_TASK PROMPT_
Return, from the listing that follows, each line containing the word "NotifierService".

_INPUT DATA_

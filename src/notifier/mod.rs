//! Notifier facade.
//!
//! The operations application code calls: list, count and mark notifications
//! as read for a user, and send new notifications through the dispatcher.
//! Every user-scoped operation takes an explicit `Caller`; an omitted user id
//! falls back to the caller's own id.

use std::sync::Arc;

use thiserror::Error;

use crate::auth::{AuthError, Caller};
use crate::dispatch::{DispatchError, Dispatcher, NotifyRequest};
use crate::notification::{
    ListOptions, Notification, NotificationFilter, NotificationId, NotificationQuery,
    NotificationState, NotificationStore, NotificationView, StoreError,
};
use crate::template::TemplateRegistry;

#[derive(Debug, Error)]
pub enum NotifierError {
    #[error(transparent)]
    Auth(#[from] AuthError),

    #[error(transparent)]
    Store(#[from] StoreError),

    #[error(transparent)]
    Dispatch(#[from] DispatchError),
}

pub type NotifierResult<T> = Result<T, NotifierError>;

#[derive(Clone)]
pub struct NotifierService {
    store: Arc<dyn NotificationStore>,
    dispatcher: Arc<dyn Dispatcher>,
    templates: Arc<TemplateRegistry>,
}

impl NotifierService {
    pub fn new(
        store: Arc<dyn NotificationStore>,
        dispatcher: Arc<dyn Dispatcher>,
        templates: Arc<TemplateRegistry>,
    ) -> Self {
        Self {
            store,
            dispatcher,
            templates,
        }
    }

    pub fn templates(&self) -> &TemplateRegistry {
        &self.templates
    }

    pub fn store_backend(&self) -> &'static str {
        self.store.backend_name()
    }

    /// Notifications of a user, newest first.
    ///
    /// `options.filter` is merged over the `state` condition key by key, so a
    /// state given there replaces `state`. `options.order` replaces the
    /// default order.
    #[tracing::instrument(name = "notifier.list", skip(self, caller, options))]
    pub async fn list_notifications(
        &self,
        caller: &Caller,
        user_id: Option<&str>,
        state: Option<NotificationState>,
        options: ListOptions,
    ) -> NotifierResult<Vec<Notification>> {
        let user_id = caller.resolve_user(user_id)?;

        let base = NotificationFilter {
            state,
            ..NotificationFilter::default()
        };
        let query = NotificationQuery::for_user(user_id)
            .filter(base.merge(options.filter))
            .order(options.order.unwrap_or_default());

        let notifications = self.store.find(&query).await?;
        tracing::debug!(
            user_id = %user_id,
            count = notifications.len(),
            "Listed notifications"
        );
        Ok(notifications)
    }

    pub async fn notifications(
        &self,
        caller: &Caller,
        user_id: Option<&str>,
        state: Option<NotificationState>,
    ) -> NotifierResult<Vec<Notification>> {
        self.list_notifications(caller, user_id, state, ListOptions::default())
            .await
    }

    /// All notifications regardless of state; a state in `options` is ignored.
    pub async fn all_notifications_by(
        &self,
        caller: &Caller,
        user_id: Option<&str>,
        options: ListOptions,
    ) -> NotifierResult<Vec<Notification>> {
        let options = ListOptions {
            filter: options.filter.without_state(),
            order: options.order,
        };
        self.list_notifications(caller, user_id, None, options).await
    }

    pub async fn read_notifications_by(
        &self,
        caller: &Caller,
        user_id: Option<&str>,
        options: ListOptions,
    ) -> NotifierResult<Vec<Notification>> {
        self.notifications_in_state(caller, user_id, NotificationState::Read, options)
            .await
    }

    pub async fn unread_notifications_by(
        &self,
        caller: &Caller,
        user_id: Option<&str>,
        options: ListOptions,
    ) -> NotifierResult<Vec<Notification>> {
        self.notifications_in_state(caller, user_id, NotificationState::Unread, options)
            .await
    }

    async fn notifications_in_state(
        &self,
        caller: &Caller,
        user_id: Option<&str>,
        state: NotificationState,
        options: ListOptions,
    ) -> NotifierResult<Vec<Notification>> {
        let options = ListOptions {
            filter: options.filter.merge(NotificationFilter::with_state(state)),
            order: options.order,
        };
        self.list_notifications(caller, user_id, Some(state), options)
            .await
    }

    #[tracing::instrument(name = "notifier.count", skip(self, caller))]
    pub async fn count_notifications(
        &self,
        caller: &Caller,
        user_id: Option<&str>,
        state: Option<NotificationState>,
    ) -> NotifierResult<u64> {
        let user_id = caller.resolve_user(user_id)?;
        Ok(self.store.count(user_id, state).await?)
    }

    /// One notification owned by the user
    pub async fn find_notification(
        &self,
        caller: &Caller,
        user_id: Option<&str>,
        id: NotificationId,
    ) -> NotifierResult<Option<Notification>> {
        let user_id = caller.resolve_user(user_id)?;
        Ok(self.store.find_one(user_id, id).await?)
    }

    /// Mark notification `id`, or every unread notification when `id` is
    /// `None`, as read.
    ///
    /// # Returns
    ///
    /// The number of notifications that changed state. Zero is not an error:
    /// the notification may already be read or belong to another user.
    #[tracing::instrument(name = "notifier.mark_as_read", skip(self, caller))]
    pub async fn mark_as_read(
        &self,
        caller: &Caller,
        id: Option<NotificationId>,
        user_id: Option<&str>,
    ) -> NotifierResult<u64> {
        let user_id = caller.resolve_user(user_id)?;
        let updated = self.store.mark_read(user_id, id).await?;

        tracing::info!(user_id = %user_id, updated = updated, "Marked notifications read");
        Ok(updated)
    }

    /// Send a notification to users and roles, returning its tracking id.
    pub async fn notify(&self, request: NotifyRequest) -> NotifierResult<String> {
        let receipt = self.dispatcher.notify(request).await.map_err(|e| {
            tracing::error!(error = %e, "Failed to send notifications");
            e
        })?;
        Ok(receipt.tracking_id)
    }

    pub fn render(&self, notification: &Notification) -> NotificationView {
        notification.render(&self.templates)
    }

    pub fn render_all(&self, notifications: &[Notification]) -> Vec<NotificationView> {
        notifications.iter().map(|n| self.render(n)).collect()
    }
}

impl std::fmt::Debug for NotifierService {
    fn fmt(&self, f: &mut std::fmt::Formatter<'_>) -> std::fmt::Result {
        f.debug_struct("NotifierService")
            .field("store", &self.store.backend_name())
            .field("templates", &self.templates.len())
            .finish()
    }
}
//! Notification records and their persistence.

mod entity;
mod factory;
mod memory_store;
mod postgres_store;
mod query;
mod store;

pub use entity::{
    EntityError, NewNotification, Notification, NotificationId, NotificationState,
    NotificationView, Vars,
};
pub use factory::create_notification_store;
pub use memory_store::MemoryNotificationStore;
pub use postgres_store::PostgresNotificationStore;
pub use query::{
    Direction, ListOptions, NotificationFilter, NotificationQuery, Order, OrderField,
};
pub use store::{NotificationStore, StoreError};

_TASK ANSWER_
pub struct NotifierService {
impl NotifierService {
impl std::fmt::Debug for NotifierService {
        f.debug_struct("NotifierService")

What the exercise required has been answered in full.